[Action item]: Look below and pull out each line with the word "PartialEq".

Items from a data source
———

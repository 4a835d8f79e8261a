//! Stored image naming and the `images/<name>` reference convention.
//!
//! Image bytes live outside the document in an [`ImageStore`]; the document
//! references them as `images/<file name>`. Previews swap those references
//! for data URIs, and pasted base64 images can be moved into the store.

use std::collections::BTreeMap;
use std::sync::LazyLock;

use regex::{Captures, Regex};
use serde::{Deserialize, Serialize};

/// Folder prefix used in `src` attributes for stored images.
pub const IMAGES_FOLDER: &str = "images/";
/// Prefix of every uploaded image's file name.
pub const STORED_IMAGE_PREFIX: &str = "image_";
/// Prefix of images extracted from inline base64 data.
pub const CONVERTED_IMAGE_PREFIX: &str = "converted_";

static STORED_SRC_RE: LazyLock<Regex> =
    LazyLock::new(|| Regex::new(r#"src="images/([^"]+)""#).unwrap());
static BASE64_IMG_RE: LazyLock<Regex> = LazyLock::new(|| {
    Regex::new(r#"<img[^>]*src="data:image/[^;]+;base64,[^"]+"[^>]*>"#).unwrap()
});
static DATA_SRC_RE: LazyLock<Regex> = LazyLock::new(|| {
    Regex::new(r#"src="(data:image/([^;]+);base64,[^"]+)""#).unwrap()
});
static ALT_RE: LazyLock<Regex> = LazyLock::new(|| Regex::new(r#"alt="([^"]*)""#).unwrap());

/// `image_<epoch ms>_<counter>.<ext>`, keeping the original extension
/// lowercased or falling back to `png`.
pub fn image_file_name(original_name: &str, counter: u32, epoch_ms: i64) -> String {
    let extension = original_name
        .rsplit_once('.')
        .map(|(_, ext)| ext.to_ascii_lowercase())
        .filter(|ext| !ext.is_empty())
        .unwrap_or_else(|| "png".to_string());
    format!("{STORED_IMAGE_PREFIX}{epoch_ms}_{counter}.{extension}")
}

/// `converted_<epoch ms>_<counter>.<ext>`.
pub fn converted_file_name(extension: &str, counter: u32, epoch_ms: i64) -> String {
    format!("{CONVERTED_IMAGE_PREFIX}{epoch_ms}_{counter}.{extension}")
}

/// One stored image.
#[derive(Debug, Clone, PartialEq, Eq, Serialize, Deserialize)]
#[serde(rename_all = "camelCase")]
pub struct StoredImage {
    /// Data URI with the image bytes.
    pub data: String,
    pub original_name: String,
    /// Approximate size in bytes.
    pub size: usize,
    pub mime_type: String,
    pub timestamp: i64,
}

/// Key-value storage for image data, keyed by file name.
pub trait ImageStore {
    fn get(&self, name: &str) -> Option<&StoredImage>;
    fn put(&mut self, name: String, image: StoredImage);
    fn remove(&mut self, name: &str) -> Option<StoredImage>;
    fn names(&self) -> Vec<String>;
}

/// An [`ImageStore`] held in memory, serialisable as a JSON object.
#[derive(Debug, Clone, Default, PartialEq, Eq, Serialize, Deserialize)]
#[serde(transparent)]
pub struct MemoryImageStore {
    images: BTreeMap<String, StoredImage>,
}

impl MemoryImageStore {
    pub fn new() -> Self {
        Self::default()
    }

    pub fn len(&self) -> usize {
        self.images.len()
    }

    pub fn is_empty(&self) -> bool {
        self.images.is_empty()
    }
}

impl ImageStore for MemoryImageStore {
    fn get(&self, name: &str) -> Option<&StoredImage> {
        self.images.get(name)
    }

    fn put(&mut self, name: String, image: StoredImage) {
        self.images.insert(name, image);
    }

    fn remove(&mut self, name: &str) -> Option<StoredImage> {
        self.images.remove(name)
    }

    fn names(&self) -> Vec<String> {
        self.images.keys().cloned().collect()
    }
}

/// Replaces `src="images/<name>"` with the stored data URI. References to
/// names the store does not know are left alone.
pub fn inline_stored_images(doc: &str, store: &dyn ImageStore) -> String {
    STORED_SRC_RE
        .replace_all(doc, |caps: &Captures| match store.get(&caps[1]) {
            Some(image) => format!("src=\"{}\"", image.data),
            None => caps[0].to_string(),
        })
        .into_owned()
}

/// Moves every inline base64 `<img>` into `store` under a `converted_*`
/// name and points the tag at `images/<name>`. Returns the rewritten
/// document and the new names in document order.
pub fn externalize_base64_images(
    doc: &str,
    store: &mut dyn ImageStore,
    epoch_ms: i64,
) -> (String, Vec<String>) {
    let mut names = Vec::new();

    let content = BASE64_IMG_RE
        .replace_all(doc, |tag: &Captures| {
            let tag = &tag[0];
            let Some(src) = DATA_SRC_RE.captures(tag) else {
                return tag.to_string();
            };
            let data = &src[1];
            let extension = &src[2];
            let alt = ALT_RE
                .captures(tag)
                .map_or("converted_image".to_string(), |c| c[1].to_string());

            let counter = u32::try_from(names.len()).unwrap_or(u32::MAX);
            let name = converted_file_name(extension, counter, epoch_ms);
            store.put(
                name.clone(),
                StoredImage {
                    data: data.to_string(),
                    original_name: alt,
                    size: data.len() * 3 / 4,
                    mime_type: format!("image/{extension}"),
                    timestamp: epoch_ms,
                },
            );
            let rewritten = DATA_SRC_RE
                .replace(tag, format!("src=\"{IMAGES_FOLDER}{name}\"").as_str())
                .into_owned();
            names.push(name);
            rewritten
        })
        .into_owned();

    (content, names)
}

———

[Task result]:
#[derive(Debug, Clone, PartialEq, Eq, Serialize, Deserialize)]
#[derive(Debug, Clone, Default, PartialEq, Eq, Serialize, Deserialize)]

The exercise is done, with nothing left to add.